- What to produce -
From the first line to the last, print the data exactly as written.

:::::

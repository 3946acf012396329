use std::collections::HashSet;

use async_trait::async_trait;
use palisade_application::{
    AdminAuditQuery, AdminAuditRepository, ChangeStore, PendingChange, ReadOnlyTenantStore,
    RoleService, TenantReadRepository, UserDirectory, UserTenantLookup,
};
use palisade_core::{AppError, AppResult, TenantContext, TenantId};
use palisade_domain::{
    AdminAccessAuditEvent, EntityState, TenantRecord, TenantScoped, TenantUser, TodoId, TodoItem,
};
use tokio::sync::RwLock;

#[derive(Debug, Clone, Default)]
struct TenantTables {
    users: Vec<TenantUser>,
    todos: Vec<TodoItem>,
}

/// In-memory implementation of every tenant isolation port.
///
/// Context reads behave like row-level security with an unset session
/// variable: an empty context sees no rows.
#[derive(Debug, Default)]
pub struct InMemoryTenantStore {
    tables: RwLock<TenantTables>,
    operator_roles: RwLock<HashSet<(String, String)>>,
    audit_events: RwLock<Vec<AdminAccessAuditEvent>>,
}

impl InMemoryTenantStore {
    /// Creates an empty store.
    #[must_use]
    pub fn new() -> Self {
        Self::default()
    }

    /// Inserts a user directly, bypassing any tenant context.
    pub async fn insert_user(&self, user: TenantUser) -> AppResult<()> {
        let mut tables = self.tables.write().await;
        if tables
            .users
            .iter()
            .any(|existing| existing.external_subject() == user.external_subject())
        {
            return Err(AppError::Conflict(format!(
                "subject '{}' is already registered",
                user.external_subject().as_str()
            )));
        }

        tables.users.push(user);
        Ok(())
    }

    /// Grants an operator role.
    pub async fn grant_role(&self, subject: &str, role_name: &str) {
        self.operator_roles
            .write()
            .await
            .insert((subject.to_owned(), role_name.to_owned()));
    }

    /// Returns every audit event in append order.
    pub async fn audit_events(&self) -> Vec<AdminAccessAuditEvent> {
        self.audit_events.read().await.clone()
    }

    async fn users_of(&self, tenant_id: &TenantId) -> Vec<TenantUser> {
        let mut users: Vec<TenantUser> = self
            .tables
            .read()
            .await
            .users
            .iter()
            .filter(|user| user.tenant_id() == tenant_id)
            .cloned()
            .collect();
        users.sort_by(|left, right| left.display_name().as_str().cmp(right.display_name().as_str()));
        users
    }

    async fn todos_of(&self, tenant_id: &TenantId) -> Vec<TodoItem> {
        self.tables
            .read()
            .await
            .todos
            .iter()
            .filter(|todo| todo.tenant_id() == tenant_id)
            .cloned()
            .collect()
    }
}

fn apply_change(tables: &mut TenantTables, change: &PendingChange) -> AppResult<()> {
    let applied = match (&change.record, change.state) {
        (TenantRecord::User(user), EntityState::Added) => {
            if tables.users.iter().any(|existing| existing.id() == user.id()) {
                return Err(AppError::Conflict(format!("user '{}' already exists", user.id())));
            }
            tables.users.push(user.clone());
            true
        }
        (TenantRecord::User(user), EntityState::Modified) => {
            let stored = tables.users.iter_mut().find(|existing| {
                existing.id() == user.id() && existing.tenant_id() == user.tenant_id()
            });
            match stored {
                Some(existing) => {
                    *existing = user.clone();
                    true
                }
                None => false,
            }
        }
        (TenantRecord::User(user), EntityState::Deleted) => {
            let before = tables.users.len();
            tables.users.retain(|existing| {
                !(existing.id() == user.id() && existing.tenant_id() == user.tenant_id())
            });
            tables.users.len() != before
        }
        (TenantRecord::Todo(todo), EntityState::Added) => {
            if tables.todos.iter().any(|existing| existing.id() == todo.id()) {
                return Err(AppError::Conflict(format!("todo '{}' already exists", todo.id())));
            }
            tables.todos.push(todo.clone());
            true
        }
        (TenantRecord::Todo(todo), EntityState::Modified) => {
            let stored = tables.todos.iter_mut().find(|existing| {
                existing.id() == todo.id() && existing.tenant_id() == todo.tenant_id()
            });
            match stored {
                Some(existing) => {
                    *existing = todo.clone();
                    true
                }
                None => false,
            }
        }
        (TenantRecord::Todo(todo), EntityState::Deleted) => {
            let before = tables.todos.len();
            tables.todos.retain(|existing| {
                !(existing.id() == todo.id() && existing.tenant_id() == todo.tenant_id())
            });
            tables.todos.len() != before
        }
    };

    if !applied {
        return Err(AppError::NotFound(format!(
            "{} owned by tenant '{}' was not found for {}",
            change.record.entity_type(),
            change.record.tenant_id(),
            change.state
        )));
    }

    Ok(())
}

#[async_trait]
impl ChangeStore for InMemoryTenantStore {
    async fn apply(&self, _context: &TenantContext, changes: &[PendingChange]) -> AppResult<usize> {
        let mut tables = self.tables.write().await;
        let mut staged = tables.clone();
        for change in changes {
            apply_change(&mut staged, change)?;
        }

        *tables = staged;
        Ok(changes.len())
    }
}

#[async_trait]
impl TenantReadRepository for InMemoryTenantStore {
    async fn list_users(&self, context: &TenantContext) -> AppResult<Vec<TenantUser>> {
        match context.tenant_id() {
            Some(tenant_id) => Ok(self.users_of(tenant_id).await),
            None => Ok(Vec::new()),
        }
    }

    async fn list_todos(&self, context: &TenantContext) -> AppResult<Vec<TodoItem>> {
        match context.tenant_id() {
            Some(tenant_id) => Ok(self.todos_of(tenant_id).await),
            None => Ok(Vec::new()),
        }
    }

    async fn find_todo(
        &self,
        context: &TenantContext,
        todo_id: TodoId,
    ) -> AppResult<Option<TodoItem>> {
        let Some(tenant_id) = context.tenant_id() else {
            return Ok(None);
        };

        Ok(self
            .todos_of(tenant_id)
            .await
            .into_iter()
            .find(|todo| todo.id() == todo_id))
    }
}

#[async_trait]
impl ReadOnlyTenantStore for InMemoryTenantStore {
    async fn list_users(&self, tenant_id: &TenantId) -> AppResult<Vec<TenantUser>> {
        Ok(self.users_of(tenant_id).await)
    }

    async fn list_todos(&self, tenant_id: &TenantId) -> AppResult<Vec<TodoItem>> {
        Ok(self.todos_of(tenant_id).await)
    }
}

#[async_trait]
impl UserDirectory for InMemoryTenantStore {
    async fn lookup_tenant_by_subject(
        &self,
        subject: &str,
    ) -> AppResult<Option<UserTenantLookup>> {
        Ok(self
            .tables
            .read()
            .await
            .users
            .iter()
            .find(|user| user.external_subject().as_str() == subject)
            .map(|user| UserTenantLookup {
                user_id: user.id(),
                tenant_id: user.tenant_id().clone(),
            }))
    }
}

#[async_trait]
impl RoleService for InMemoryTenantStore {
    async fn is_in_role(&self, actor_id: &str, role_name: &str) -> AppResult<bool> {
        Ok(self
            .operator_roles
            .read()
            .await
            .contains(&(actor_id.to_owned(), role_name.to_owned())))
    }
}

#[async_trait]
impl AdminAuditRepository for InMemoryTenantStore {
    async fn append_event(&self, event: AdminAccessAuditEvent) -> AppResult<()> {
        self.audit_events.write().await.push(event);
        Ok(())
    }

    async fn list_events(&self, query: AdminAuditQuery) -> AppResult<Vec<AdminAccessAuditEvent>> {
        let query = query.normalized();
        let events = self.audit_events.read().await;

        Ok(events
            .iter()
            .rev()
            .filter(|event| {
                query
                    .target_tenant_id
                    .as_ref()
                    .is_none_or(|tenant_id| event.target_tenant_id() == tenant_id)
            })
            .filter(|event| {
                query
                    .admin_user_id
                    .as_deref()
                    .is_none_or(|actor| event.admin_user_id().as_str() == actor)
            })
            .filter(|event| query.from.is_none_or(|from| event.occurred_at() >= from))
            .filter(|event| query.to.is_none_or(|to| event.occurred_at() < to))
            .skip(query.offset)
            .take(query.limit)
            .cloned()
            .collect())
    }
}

:::::

- Answer box -
repository 3946acf012396329
use std::collections::HashSet;

use async_trait::async_trait;
use palisade_application::{
    AdminAuditQuery, AdminAuditRepository, ChangeStore, PendingChange, ReadOnlyTenantStore,
    RoleService, TenantReadRepository, UserDirectory, UserTenantLookup,
};
use palisade_core::{AppError, AppResult, TenantContext, TenantId};
use palisade_domain::{
    AdminAccessAuditEvent, EntityState, TenantRecord, TenantScoped, TenantUser, TodoId, TodoItem,
};
use tokio::sync::RwLock;

#[derive(Debug, Clone, Default)]
struct TenantTables {
    users: Vec<TenantUser>,
    todos: Vec<TodoItem>,
}

/// In-memory implementation of every tenant isolation port.
///
/// Context reads behave like row-level security with an unset session
/// variable: an empty context sees no rows.
#[derive(Debug, Default)]
pub struct InMemoryTenantStore {
    tables: RwLock<TenantTables>,
    operator_roles: RwLock<HashSet<(String, String)>>,
    audit_events: RwLock<Vec<AdminAccessAuditEvent>>,
}

impl InMemoryTenantStore {
    /// Creates an empty store.
    #[must_use]
    pub fn new() -> Self {
        Self::default()
    }

    /// Inserts a user directly, bypassing any tenant context.
    pub async fn insert_user(&self, user: TenantUser) -> AppResult<()> {
        let mut tables = self.tables.write().await;
        if tables
            .users
            .iter()
            .any(|existing| existing.external_subject() == user.external_subject())
        {
            return Err(AppError::Conflict(format!(
                "subject '{}' is already registered",
                user.external_subject().as_str()
            )));
        }

        tables.users.push(user);
        Ok(())
    }

    /// Grants an operator role.
    pub async fn grant_role(&self, subject: &str, role_name: &str) {
        self.operator_roles
            .write()
            .await
            .insert((subject.to_owned(), role_name.to_owned()));
    }

    /// Returns every audit event in append order.
    pub async fn audit_events(&self) -> Vec<AdminAccessAuditEvent> {
        self.audit_events.read().await.clone()
    }

    async fn users_of(&self, tenant_id: &TenantId) -> Vec<TenantUser> {
        let mut users: Vec<TenantUser> = self
            .tables
            .read()
            .await
            .users
            .iter()
            .filter(|user| user.tenant_id() == tenant_id)
            .cloned()
            .collect();
        users.sort_by(|left, right| left.display_name().as_str().cmp(right.display_name().as_str()));
        users
    }

    async fn todos_of(&self, tenant_id: &TenantId) -> Vec<TodoItem> {
        self.tables
            .read()
            .await
            .todos
            .iter()
            .filter(|todo| todo.tenant_id() == tenant_id)
            .cloned()
            .collect()
    }
}

fn apply_change(tables: &mut TenantTables, change: &PendingChange) -> AppResult<()> {
    let applied = match (&change.record, change.state) {
        (TenantRecord::User(user), EntityState::Added) => {
            if tables.users.iter().any(|existing| existing.id() == user.id()) {
                return Err(AppError::Conflict(format!("user '{}' already exists", user.id())));
            }
            tables.users.push(user.clone());
            true
        }
        (TenantRecord::User(user), EntityState::Modified) => {
            let stored = tables.users.iter_mut().find(|existing| {
                existing.id() == user.id() && existing.tenant_id() == user.tenant_id()
            });
            match stored {
                Some(existing) => {
                    *existing = user.clone();
                    true
                }
                None => false,
            }
        }
        (TenantRecord::User(user), EntityState::Deleted) => {
            let before = tables.users.len();
            tables.users.retain(|existing| {
                !(existing.id() == user.id() && existing.tenant_id() == user.tenant_id())
            });
            tables.users.len() != before
        }
        (TenantRecord::Todo(todo), EntityState::Added) => {
            if tables.todos.iter().any(|existing| existing.id() == todo.id()) {
                return Err(AppError::Conflict(format!("todo '{}' already exists", todo.id())));
            }
            tables.todos.push(todo.clone());
            true
        }
        (TenantRecord::Todo(todo), EntityState::Modified) => {
            let stored = tables.todos.iter_mut().find(|existing| {
                existing.id() == todo.id() && existing.tenant_id() == todo.tenant_id()
            });
            match stored {
                Some(existing) => {
                    *existing = todo.clone();
                    true
                }
                None => false,
            }
        }
        (TenantRecord::Todo(todo), EntityState::Deleted) => {
            let before = tables.todos.len();
            tables.todos.retain(|existing| {
                !(existing.id() == todo.id() && existing.tenant_id() == todo.tenant_id())
            });
            tables.todos.len() != before
        }
    };

    if !applied {
        return Err(AppError::NotFound(format!(
            "{} owned by tenant '{}' was not found for {}",
            change.record.entity_type(),
            change.record.tenant_id(),
            change.state
        )));
    }

    Ok(())
}

#[async_trait]
impl ChangeStore for InMemoryTenantStore {
    async fn apply(&self, _context: &TenantContext, changes: &[PendingChange]) -> AppResult<usize> {
        let mut tables = self.tables.write().await;
        let mut staged = tables.clone();
        for change in changes {
            apply_change(&mut staged, change)?;
        }

        *tables = staged;
        Ok(changes.len())
    }
}

#[async_trait]
impl TenantReadRepository for InMemoryTenantStore {
    async fn list_users(&self, context: &TenantContext) -> AppResult<Vec<TenantUser>> {
        match context.tenant_id() {
            Some(tenant_id) => Ok(self.users_of(tenant_id).await),
            None => Ok(Vec::new()),
        }
    }

    async fn list_todos(&self, context: &TenantContext) -> AppResult<Vec<TodoItem>> {
        match context.tenant_id() {
            Some(tenant_id) => Ok(self.todos_of(tenant_id).await),
            None => Ok(Vec::new()),
        }
    }

    async fn find_todo(
        &self,
        context: &TenantContext,
        todo_id: TodoId,
    ) -> AppResult<Option<TodoItem>> {
        let Some(tenant_id) = context.tenant_id() else {
            return Ok(None);
        };

        Ok(self
            .todos_of(tenant_id)
            .await
            .into_iter()
            .find(|todo| todo.id() == todo_id))
    }
}

#[async_trait]
impl ReadOnlyTenantStore for InMemoryTenantStore {
    async fn list_users(&self, tenant_id: &TenantId) -> AppResult<Vec<TenantUser>> {
        Ok(self.users_of(tenant_id).await)
    }

    async fn list_todos(&self, tenant_id: &TenantId) -> AppResult<Vec<TodoItem>> {
        Ok(self.todos_of(tenant_id).await)
    }
}

#[async_trait]
impl UserDirectory for InMemoryTenantStore {
    async fn lookup_tenant_by_subject(
        &self,
        subject: &str,
    ) -> AppResult<Option<UserTenantLookup>> {
        Ok(self
            .tables
            .read()
            .await
            .users
            .iter()
            .find(|user| user.external_subject().as_str() == subject)
            .map(|user| UserTenantLookup {
                user_id: user.id(),
                tenant_id: user.tenant_id().clone(),
            }))
    }
}

#[async_trait]
impl RoleService for InMemoryTenantStore {
    async fn is_in_role(&self, actor_id: &str, role_name: &str) -> AppResult<bool> {
        Ok(self
            .operator_roles
            .read()
            .await
            .contains(&(actor_id.to_owned(), role_name.to_owned())))
    }
}

#[async_trait]
impl AdminAuditRepository for InMemoryTenantStore {
    async fn append_event(&self, event: AdminAccessAuditEvent) -> AppResult<()> {
        self.audit_events.write().await.push(event);
        Ok(())
    }

    async fn list_events(&self, query: AdminAuditQuery) -> AppResult<Vec<AdminAccessAuditEvent>> {
        let query = query.normalized();
        let events = self.audit_events.read().await;

        Ok(events
            .iter()
            .rev()
            .filter(|event| {
                query
                    .target_tenant_id
                    .as_ref()
                    .is_none_or(|tenant_id| event.target_tenant_id() == tenant_id)
            })
            .filter(|event| {
                query
                    .admin_user_id
                    .as_deref()
                    .is_none_or(|actor| event.admin_user_id().as_str() == actor)
            })
            .filter(|event| query.from.is_none_or(|from| event.occurred_at() >= from))
            .filter(|event| query.to.is_none_or(|to| event.occurred_at() < to))
            .skip(query.offset)
            .take(query.limit)
            .cloned()
            .collect())
    }
}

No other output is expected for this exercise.